-------- Data records --------

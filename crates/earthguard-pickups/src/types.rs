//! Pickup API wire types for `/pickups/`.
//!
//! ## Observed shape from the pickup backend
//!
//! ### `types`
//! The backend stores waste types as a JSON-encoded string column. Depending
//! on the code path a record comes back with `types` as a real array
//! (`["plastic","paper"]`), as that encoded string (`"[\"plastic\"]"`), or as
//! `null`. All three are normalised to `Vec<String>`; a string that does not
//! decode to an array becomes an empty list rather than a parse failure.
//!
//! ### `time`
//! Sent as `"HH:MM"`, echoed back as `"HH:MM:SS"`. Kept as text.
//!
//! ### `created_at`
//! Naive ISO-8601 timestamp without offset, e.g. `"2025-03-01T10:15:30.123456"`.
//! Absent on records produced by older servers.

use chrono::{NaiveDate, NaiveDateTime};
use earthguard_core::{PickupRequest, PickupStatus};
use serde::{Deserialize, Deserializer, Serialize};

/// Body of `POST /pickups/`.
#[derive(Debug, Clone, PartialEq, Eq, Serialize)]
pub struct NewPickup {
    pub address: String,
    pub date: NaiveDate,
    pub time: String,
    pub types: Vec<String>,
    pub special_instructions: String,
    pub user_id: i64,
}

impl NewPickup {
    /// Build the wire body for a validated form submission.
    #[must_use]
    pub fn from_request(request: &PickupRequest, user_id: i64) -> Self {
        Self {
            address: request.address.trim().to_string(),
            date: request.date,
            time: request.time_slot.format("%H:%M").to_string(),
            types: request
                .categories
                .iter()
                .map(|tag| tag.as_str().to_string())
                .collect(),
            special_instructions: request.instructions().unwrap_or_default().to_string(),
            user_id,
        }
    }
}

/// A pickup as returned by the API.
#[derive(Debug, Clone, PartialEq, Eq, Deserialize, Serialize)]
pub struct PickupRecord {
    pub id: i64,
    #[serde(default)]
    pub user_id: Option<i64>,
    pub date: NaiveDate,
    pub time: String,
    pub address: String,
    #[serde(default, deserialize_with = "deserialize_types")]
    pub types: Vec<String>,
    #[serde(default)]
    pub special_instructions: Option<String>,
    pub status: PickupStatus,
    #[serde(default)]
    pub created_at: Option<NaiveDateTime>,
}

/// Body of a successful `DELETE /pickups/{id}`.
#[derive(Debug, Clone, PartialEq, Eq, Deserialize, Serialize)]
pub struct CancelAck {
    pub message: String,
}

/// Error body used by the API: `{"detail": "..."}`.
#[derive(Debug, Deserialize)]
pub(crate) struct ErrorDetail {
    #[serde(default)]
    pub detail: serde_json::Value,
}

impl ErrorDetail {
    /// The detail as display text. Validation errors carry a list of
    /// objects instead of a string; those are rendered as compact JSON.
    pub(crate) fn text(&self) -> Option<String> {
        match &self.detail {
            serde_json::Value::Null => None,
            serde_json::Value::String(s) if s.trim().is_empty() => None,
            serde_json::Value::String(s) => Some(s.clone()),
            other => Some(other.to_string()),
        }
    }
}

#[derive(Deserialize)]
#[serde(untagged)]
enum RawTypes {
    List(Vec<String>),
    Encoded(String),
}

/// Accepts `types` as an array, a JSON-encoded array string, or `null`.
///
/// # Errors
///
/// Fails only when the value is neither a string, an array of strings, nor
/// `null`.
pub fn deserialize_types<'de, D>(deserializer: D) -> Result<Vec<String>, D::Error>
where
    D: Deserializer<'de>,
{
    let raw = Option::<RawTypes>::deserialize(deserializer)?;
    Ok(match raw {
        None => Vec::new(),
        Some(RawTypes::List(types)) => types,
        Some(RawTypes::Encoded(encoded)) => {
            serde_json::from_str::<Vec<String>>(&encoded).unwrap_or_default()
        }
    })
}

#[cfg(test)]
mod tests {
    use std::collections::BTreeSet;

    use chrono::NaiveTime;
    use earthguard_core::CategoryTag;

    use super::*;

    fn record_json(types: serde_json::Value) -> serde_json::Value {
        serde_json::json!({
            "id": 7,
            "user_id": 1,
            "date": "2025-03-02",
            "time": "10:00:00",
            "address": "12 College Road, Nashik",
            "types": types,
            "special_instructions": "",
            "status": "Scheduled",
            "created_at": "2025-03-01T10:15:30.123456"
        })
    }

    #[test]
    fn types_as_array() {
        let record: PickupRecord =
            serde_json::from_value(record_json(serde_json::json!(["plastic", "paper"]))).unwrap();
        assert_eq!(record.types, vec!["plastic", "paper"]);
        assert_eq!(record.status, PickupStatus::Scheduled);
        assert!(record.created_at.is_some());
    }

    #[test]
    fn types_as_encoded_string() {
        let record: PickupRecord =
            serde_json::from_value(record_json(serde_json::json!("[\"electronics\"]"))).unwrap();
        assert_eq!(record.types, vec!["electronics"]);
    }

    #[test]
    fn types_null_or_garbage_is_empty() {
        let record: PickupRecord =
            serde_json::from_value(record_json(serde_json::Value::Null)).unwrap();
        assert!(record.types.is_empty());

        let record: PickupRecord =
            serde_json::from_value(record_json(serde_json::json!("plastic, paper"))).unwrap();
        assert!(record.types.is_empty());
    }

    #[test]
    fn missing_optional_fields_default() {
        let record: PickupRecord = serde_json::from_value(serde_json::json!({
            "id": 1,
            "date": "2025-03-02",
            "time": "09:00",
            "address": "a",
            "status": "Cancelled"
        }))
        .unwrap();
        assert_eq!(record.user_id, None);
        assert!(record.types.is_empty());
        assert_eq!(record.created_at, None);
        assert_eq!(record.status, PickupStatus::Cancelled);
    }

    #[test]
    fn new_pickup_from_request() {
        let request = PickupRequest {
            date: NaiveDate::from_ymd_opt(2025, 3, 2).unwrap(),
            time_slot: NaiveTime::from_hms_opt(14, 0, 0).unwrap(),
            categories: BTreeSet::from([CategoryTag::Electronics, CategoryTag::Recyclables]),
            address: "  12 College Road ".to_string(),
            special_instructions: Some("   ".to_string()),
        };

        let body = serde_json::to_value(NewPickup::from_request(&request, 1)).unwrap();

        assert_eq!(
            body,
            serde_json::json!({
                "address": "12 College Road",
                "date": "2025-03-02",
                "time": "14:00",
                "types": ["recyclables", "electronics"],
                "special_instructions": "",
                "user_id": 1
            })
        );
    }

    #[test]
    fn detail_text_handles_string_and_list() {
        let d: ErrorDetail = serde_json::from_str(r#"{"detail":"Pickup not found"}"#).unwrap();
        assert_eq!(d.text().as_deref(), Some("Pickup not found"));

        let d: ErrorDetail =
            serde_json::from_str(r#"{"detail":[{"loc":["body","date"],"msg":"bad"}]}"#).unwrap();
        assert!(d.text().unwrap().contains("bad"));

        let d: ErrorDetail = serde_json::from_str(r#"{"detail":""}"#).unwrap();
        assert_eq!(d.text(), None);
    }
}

--------
-------- Data records --------

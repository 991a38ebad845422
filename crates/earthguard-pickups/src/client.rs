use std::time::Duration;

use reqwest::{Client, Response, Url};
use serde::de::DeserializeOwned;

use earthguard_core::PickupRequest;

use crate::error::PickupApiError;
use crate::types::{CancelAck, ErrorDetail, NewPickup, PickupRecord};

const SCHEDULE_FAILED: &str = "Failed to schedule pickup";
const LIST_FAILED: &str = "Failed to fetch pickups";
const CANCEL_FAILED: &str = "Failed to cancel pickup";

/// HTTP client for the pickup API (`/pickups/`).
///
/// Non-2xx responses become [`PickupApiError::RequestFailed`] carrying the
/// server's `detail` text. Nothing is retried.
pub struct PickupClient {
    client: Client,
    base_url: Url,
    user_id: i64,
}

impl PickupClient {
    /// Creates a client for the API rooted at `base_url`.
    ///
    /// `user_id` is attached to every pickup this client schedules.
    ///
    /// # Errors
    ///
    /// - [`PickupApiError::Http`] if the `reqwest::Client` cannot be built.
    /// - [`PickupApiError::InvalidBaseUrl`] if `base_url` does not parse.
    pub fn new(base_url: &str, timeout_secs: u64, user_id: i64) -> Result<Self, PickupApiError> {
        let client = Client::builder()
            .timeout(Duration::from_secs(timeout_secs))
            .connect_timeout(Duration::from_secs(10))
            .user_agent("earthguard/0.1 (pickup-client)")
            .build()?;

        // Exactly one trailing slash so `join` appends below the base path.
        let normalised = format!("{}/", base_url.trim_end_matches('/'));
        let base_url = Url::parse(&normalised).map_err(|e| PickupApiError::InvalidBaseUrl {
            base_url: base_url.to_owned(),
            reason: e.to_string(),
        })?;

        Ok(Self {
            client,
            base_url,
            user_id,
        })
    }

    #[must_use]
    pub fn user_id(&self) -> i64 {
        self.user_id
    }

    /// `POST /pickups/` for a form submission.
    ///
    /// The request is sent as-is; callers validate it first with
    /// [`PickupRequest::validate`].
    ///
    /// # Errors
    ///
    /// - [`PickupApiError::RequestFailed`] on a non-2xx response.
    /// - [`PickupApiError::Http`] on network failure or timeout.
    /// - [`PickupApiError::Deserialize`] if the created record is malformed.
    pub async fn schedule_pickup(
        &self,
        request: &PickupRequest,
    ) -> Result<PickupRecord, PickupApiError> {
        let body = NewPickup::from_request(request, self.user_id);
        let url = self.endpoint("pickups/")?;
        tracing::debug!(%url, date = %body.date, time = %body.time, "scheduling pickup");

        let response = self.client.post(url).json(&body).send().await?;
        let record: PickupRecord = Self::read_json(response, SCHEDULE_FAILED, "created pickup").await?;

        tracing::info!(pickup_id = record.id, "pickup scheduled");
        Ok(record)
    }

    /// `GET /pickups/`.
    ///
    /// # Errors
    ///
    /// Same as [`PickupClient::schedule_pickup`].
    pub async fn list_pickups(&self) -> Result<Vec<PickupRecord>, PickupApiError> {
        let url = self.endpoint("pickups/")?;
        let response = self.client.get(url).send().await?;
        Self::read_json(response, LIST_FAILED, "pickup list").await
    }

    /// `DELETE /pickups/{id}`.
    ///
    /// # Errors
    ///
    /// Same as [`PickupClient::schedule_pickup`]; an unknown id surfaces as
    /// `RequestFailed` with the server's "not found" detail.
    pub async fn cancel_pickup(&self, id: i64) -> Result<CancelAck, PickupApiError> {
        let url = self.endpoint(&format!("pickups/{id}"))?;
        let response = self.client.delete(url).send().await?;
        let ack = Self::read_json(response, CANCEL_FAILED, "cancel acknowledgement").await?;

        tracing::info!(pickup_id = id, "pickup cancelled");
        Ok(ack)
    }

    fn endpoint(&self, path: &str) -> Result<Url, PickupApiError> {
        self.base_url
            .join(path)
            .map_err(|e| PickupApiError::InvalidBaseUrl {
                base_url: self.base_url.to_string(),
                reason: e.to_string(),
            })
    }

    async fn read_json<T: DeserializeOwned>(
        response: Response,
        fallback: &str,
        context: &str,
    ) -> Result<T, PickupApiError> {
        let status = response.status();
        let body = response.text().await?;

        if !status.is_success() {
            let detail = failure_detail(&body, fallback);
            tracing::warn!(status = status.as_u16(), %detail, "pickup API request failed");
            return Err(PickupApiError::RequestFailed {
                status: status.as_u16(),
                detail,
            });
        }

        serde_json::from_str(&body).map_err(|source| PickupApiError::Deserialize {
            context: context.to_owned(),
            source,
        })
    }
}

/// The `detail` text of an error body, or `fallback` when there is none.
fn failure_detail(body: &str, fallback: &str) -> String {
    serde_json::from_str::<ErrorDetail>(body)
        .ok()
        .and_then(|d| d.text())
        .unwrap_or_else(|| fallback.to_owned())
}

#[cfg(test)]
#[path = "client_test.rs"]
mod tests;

--------

What to do:
Among the lines of the data, some contain the word "parse". How many are there? Reply with the number alone.

Answer:
3